Organic mixed ionic–electronic conductors (OMIECs) have emerged as a versatile class of functional materials, enabling a wide range of advanced electrochemical technologies including bioelectronics, electrochromic systems, energy storage devices, and neuromorphic platforms. Among OMIEC scaffolds, diketopyrrolopyrrole (DPP)-based donor–acceptor conjugated polymers have gained prominence due to their modular structure, redox stability, and tunable charge transport characteristics. In this Spotlight on Applications, we highlight recent efforts to develop DPP-based polymers for high-performance electrochemical devices.
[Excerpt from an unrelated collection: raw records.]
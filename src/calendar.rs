//! Calendar primitives: dates, year ranges, calendar offsets, serialization formats.
//!
//! Validity is always decided on the Gregorian year. An offset (e.g. the
//! Buddhist era, +543) only changes the year that gets written out.

use chrono::{Datelike, NaiveDate};
use std::fmt;
use std::fmt::Write as _;
use std::str::FromStr;

use crate::error::{Error, Result};

/// Earliest Gregorian year accepted in a [`YearRange`].
pub const MIN_YEAR: i32 = 1900;
/// Latest Gregorian year accepted in a [`YearRange`].
pub const MAX_YEAR: i32 = 2100;

/// Standard Gregorian leap rule.
pub fn is_leap_year(year: i32) -> bool {
    (year % 4 == 0 && year % 100 != 0) || year % 400 == 0
}

/// Number of days in `month` (1-12) of `year`. Returns 0 for an invalid month.
pub fn days_in_month(year: i32, month: u32) -> u32 {
    match month {
        1 | 3 | 5 | 7 | 8 | 10 | 12 => 31,
        4 | 6 | 9 | 11 => 30,
        2 if is_leap_year(year) => 29,
        2 => 28,
        _ => 0,
    }
}

/// Leap years in `1..=year` (valid for non-negative years).
fn leaps_through(year: i64) -> i64 {
    year / 4 - year / 100 + year / 400
}

/// Count valid dates in `start..=end` without enumerating them.
///
/// Returns 0 when `start > end`.
pub fn count_valid_dates(start: i32, end: i32) -> u64 {
    if start > end {
        return 0;
    }
    let (start, end) = (start as i64, end as i64);
    let years = end - start + 1;
    let leaps = leaps_through(end) - leaps_through(start - 1);
    (years * 365 + leaps) as u64
}

/// A validated calendar date.
#[derive(Debug, Clone, Copy, PartialEq, Eq, PartialOrd, Ord)]
pub struct DateSpec {
    year: i32,
    month: u32,
    day: u32,
}

impl DateSpec {
    /// Returns `None` unless the triple is a real Gregorian date.
    pub fn new(day: u32, month: u32, year: i32) -> Option<Self> {
        if day == 0 || day > days_in_month(year, month) {
            return None;
        }
        Some(Self { year, month, day })
    }

    pub fn day(&self) -> u32 {
        self.day
    }

    pub fn month(&self) -> u32 {
        self.month
    }

    pub fn year(&self) -> i32 {
        self.year
    }

    /// The following calendar day.
    pub fn succ(&self) -> Self {
        if self.day < days_in_month(self.year, self.month) {
            Self { day: self.day + 1, ..*self }
        } else if self.month < 12 {
            Self { month: self.month + 1, day: 1, ..*self }
        } else {
            Self { year: self.year + 1, month: 1, day: 1 }
        }
    }
}

impl fmt::Display for DateSpec {
    fn fmt(&self, f: &mut fmt::Formatter<'_>) -> fmt::Result {
        write!(f, "{:02}/{:02}/{:04}", self.day, self.month, self.year)
    }
}

/// Inclusive range of Gregorian years.
#[derive(Debug, Clone, Copy, PartialEq, Eq)]
pub struct YearRange {
    start: i32,
    end: i32,
}

impl YearRange {
    pub fn new(start: i32, end: i32) -> Result<Self> {
        if start > end {
            return Err(Error::invalid(format!(
                "start year {} is after end year {}",
                start, end
            )));
        }
        if start < MIN_YEAR || end > MAX_YEAR {
            return Err(Error::invalid(format!(
                "years must be between {} and {} (got {}-{})",
                MIN_YEAR, MAX_YEAR, start, end
            )));
        }
        Ok(Self { start, end })
    }

    pub fn single(year: i32) -> Result<Self> {
        Self::new(year, year)
    }

    /// `years_back` years before `today` up to five years after it.
    pub fn years_back(years_back: u32, today: NaiveDate) -> Result<Self> {
        let current = today.year();
        let start = current.saturating_sub(years_back.min(i32::MAX as u32) as i32);
        Self::new(start, current.min(MAX_YEAR - 5) + 5)
    }

    pub fn start(&self) -> i32 {
        self.start
    }

    pub fn end(&self) -> i32 {
        self.end
    }

    /// Number of years in the range, never zero.
    #[allow(clippy::len_without_is_empty)]
    pub fn len(&self) -> u32 {
        (self.end - self.start + 1) as u32
    }

    /// Number of valid dates in the range.
    pub fn day_count(&self) -> u64 {
        count_valid_dates(self.start, self.end)
    }

    pub fn years(&self) -> std::ops::RangeInclusive<i32> {
        self.start..=self.end
    }
}

/// Fixed year delta applied when serializing under another calendar era.
#[derive(Debug, Clone, Copy, PartialEq, Eq, Hash)]
pub struct CalendarOffset(i32);

impl CalendarOffset {
    pub const GREGORIAN: CalendarOffset = CalendarOffset(0);
    /// Thai solar / Buddhist era.
    pub const BUDDHIST: CalendarOffset = CalendarOffset(543);

    pub fn new(years: i32) -> Self {
        Self(years)
    }

    pub fn years(&self) -> i32 {
        self.0
    }

    pub fn apply(&self, gregorian_year: i32) -> i32 {
        gregorian_year + self.0
    }

    pub fn label(&self) -> String {
        match *self {
            Self::GREGORIAN => "Gregorian".to_string(),
            Self::BUDDHIST => "Buddhist".to_string(),
            Self(years) => format!("{:+}", years),
        }
    }
}

impl Default for CalendarOffset {
    fn default() -> Self {
        Self::GREGORIAN
    }
}

/// Token ordering used to turn a date into a fixed-width digit string.
#[derive(Debug, Clone, Copy, PartialEq, Eq, Hash)]
pub enum SerializationFormat {
    /// `DDMMYYYY`
    DayMonthYear,
    /// `DDMMYY`
    DayMonthShortYear,
    /// `MMDDYYYY`
    MonthDayYear,
    /// `MMDDYY`
    MonthDayShortYear,
    /// `YYYYMMDD`
    YearMonthDay,
    /// `YYMMDD`
    ShortYearMonthDay,
}

impl SerializationFormat {
    pub const ALL: [SerializationFormat; 6] = [
        SerializationFormat::DayMonthYear,
        SerializationFormat::DayMonthShortYear,
        SerializationFormat::MonthDayYear,
        SerializationFormat::MonthDayShortYear,
        SerializationFormat::YearMonthDay,
        SerializationFormat::ShortYearMonthDay,
    ];

    pub fn name(&self) -> &'static str {
        match self {
            SerializationFormat::DayMonthYear => "DDMMYYYY",
            SerializationFormat::DayMonthShortYear => "DDMMYY",
            SerializationFormat::MonthDayYear => "MMDDYYYY",
            SerializationFormat::MonthDayShortYear => "MMDDYY",
            SerializationFormat::YearMonthDay => "YYYYMMDD",
            SerializationFormat::ShortYearMonthDay => "YYMMDD",
        }
    }

    /// Output width in characters (newline excluded).
    pub fn width(&self) -> usize {
        if self.has_short_year() {
            6
        } else {
            8
        }
    }

    pub fn has_short_year(&self) -> bool {
        matches!(
            self,
            SerializationFormat::DayMonthShortYear
                | SerializationFormat::MonthDayShortYear
                | SerializationFormat::ShortYearMonthDay
        )
    }

    /// Append the serialized date to `buf`. The offset is applied to the year only.
    pub fn write_into(&self, date: &DateSpec, offset: CalendarOffset, buf: &mut String) {
        let year = offset.apply(date.year());
        let (d, m) = (date.day(), date.month());
        let yy = year.rem_euclid(100);

        // Writing into a String cannot fail.
        let _ = match self {
            SerializationFormat::DayMonthYear => write!(buf, "{:02}{:02}{:04}", d, m, year),
            SerializationFormat::DayMonthShortYear => write!(buf, "{:02}{:02}{:02}", d, m, yy),
            SerializationFormat::MonthDayYear => write!(buf, "{:02}{:02}{:04}", m, d, year),
            SerializationFormat::MonthDayShortYear => write!(buf, "{:02}{:02}{:02}", m, d, yy),
            SerializationFormat::YearMonthDay => write!(buf, "{:04}{:02}{:02}", year, m, d),
            SerializationFormat::ShortYearMonthDay => write!(buf, "{:02}{:02}{:02}", yy, m, d),
        };
    }

    pub fn serialize(&self, date: &DateSpec, offset: CalendarOffset) -> String {
        let mut buf = String::with_capacity(self.width());
        self.write_into(date, offset, &mut buf);
        buf
    }
}

impl FromStr for SerializationFormat {
    type Err = Error;

    fn from_str(s: &str) -> Result<Self> {
        let upper = s.trim().to_ascii_uppercase();
        SerializationFormat::ALL
            .into_iter()
            .find(|f| f.name() == upper)
            .ok_or_else(|| {
                Error::invalid(format!(
                    "unsupported format: {}. Valid: DDMMYYYY, DDMMYY, MMDDYYYY, MMDDYY, YYYYMMDD, YYMMDD",
                    s
                ))
            })
    }
}

impl fmt::Display for SerializationFormat {
    fn fmt(&self, f: &mut fmt::Formatter<'_>) -> fmt::Result {
        f.write_str(self.name())
    }
}

#[cfg(test)]
mod tests {
    use super::*;

    #[test]
    fn leap_rule() {
        assert!(is_leap_year(2024));
        assert!(is_leap_year(2000));
        assert!(!is_leap_year(1900));
        assert!(!is_leap_year(2023));
        assert!(!is_leap_year(2100));
    }

    #[test]
    fn days_in_month_agrees_with_chrono() {
        for year in [1900, 1999, 2000, 2023, 2024, 2100] {
            for month in 1..=12u32 {
                let days = days_in_month(year, month);
                assert!(NaiveDate::from_ymd_opt(year, month, days).is_some());
                assert!(NaiveDate::from_ymd_opt(year, month, days + 1).is_none());
            }
        }
        assert_eq!(days_in_month(2023, 13), 0);
    }

    #[test]
    fn count_valid_dates_matches_per_year_sum() {
        for (start, end) in [(1900, 1900), (1900, 2100), (1999, 2001), (2023, 2024), (2096, 2100)] {
            let expected: u64 = (start..=end)
                .map(|y| if is_leap_year(y) { 366 } else { 365 })
                .sum();
            assert_eq!(count_valid_dates(start, end), expected, "{}-{}", start, end);
        }
        assert_eq!(count_valid_dates(2024, 2023), 0);
    }

    #[test]
    fn date_spec_rejects_impossible_dates() {
        assert!(DateSpec::new(29, 2, 2023).is_none());
        assert!(DateSpec::new(29, 2, 2024).is_some());
        assert!(DateSpec::new(31, 4, 2024).is_none());
        assert!(DateSpec::new(0, 1, 2024).is_none());
        assert!(DateSpec::new(1, 0, 2024).is_none());
    }

    #[test]
    fn succ_rolls_over_month_and_year() {
        let feb28 = DateSpec::new(28, 2, 2023).unwrap();
        assert_eq!(feb28.succ(), DateSpec::new(1, 3, 2023).unwrap());

        let leap = DateSpec::new(28, 2, 2024).unwrap();
        assert_eq!(leap.succ(), DateSpec::new(29, 2, 2024).unwrap());

        let eve = DateSpec::new(31, 12, 2023).unwrap();
        assert_eq!(eve.succ(), DateSpec::new(1, 1, 2024).unwrap());
    }

    #[test]
    fn year_range_validation() {
        assert!(YearRange::new(2000, 2030).is_ok());
        assert!(YearRange::new(2031, 2030).is_err());
        assert!(YearRange::new(1899, 2000).is_err());
        assert!(YearRange::new(2000, 2101).is_err());

        let err = YearRange::new(2030, 2000).unwrap_err();
        assert_eq!(err.kind(), crate::error::ErrorKind::InvalidParameters);

        assert_eq!(YearRange::single(2023).unwrap().len(), 1);
        assert_eq!(YearRange::new(MIN_YEAR, MAX_YEAR).unwrap().len(), 201);
    }

    #[test]
    fn years_back_window() {
        let today = NaiveDate::from_ymd_opt(2025, 6, 1).unwrap();
        let range = YearRange::years_back(80, today).unwrap();
        assert_eq!(range.start(), 1945);
        assert_eq!(range.end(), 2030);
    }

    #[test]
    fn serialize_every_format() {
        let date = DateSpec::new(7, 3, 2023).unwrap();
        let g = CalendarOffset::GREGORIAN;

        assert_eq!(SerializationFormat::DayMonthYear.serialize(&date, g), "07032023");
        assert_eq!(SerializationFormat::DayMonthShortYear.serialize(&date, g), "070323");
        assert_eq!(SerializationFormat::MonthDayYear.serialize(&date, g), "03072023");
        assert_eq!(SerializationFormat::MonthDayShortYear.serialize(&date, g), "030723");
        assert_eq!(SerializationFormat::YearMonthDay.serialize(&date, g), "20230307");
        assert_eq!(SerializationFormat::ShortYearMonthDay.serialize(&date, g), "230307");
    }

    #[test]
    fn offset_changes_year_only() {
        let date = DateSpec::new(1, 1, 2023).unwrap();
        let b = CalendarOffset::BUDDHIST;

        assert_eq!(SerializationFormat::DayMonthYear.serialize(&date, b), "01012566");
        assert_eq!(SerializationFormat::DayMonthShortYear.serialize(&date, b), "010166");
        assert_eq!(SerializationFormat::YearMonthDay.serialize(&date, b), "25660101");
    }

    #[test]
    fn widths_match_serialized_length() {
        let date = DateSpec::new(31, 12, 2099).unwrap();
        for format in SerializationFormat::ALL {
            assert_eq!(format.serialize(&date, CalendarOffset::BUDDHIST).len(), format.width());
        }
    }

    #[test]
    fn parse_format_names() {
        assert_eq!("ddmmyyyy".parse::<SerializationFormat>().unwrap(), SerializationFormat::DayMonthYear);
        assert_eq!("YYMMDD".parse::<SerializationFormat>().unwrap(), SerializationFormat::ShortYearMonthDay);

        let err = "DD-MM-YYYY".parse::<SerializationFormat>().unwrap_err();
        assert!(err.to_string().contains("unsupported format"));
    }

    #[test]
    fn offset_labels() {
        assert_eq!(CalendarOffset::GREGORIAN.label(), "Gregorian");
        assert_eq!(CalendarOffset::BUDDHIST.label(), "Buddhist");
        assert_eq!(CalendarOffset::new(-622).label(), "-622");
    }
}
We examine how backbone engineering, side-chain design, and polymer–ion interactions collectively influence mixed conduction, redox kinetics, volumetric capacitance, and operational stability. Modifications to donor (acceptor) units and π-bridges enable tuning of ionization potentials, polaron delocalization, and ambient durability. Concurrently, oligoethylene glycol (OEG) side chains enhance ion uptake and promote dynamic ion–polymer interactions critical to device performance. These design strategies have enabled multifunctional DPP-based devices across several platforms. As cathodes in solid-state lithium batteries, they deliver high redox potentials (∼2.2 V vs Li⁺/Li), ultrafast rate capabilities (up to 500 C), and long cycle life, enabled by conjugated backbones and stable carbonyl redox centers. In organic electrochemical transistors (OECTs), DPP-based polymers exhibit ambipolar transport and operate at low threshold voltages, making them well-suited for bioelectronic and neuromorphic applications. In electrochromic devices, DPP polymers demonstrate high coloration efficiency, broad spectral tunability, and prolonged open-circuit memory, driven by polaron stability and selective polymer–anion interactions. By integrating molecular design with device-level functionality, DPP-based OMIECs provide an exciting platform for developing the next generation of intelligent, adaptive, and energy-efficient organic electronics.